À mon avis, la prévalence actuelle de la toxicomanie est au moins en partie symptomatique d’une crise de but dans la culture occidentale laïque. C’est en partie le résultat d’un sentiment de désorientation et de frustration dû au manque de disponibilité de modes de vie satisfaisants et déterminés. L’objectif principal de nos cultures est ce que vous pourriez appeler un objectif «auto-accumulatif». Nous sommes encouragés à penser au bonheur en termes d’acquisition et de réalisation. Nous essayons d’obtenir autant de qualifications que possible pour pouvoir obtenir de bons emplois, gagner beaucoup d’argent, acheter des biens et des plaisirs et gravir lentement les échelons du succès. Mais il n’est pas surprenant que tant de gens trouvent ce type de but insatisfaisant. Après tout, il y a très peu de preuves que la réussite matérielle et la réussite professionnelle contribuent au bien-être personnel. Et comme le succès et la richesse sont des produits limités, leur concurrence est féroce. Il est facile pour les gens de prendre du retard, de perdre leur motivation ou même de tomber complètement en panne.

Une autre possibilité est un but religieux. La religion séduit de nombreuses personnes car elle procure un sens aigu de la raison d’être et du sens. Cependant, assumer un but religieux implique généralement d’accepter des croyances douteuses et irrationnelles et de préserver l’individualité et l’indépendance intellectuelle dans un cadre prédéfini, ce qui est difficile pour beaucoup d’entre nous. En conséquence, la religion n’offre qu’une aide limitée.

Des types d’objectifs plus satisfaisants

À mon avis, les problèmes à grande échelle liés à l’abus de substances psychoactives sont donc le résultat inévitable d’une culture qui «manque d’objectifs». Il est clairement essentiel de prendre des mesures sociales et politiques appropriées, telles que la réduction de la disponibilité d’opioïdes d’ordonnance et le financement de programmes de récupération, mais dans le même temps, dans une perspective à long terme, nous devons encourager l’adoption de types de médicaments plus satisfaisants et plus satisfaisants. but, au-delà de l’auto-accumulation et de la religion.

Dans un projet de recherche de mon université, nous avons étudié les effets de différents types d’objectifs et avons découvert qu’un objectif altruiste et un objectif «auto-expansif» étaient beaucoup plus étroitement associés au bien-être. (Par «auto-expansif», nous voulons dire que le but d’une personne est de grandir, de s’épanouir et d’élargir ses horizons, et de réaliser son potentiel.
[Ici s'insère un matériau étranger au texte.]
//! Store trait and error types

use crate::storage::Document;
use async_trait::async_trait;
use thiserror::Error;

/// Errors that can occur during store operations
#[derive(Debug, Error)]
pub enum StoreError {
    #[error("Document is missing the required 'id' field")]
    MissingId,

    #[error("Serialization error: {0}")]
    Serialization(#[from] serde_json::Error),

    #[error("IO error: {0}")]
    Io(#[from] std::io::Error),

    #[error("Store backend error: {0}")]
    Backend(String),
}

/// Result type for store operations
pub type StoreResult<T> = Result<T, StoreError>;

/// Trait for document store implementations
///
/// Writes are upserts keyed by the document's `id` field. Implementations
/// must be safe for concurrent calls from multiple tasks.
#[async_trait]
pub trait ResultStore: Send + Sync {
    /// Upserts one document by its `id`
    ///
    /// # Returns
    ///
    /// * `Ok(())` - Document written (inserted or replaced)
    /// * `Err(StoreError::MissingId)` - The document has no `id` field
    async fn put(&self, document: &Document) -> StoreResult<()>;

    /// Fetches a document by id, or `None` if absent
    async fn get(&self, id: &str) -> StoreResult<Option<Document>>;

    /// Number of stored documents
    async fn count(&self) -> StoreResult<usize>;

    /// Removes every stored document
    async fn delete_all(&self) -> StoreResult<()>;
}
Cela signifie souvent qu’il faut suivre un chemin créatif ou un chemin de développement personnel ou spirituel.) L’altruisme est beaucoup plus épanouissant que l’accumulation de soi-même, car il nous relie à d’autres personnes et nous aide à transcender la préoccupation égocentrique de nos propres désirs ou de nos soucis. L’altruisme est également non matériel, et donc sans limites. Nous n’avons pas besoin de nous faire concurrence pour la gentillesse. Un objectif auto-expansif est tellement gratifiant, car il nous donne une impression de mouvement dynamique, avec des sentiments de fluidité, d’accomplissement et de sens.

Ainsi, afin de dépasser notre déficit actuel en objectifs (et ainsi en transcendant la discorde psychologique qui conduit si facilement à la dépendance), il devrait exister un mouvement culturel pour encourager l’adoption de ces différents types d’objectifs. Plutôt que d’encourager le consumérisme et la compétitivité, nous devrions encourager l’altruisme, la créativité et la spiritualité. Surtout, cela devrait peut-être commencer par une refonte complète des systèmes éducatifs, qui négligent tragiquement ces domaines, en faveur de la formation des élèves et des étudiants pour un tapis roulant aux efforts insatisfaisants.

À moins que cela ne se produise – même s’il peut être atténué par les changements sociaux et politiques – le spectre tragique de la dépendance plane toujours sur nous.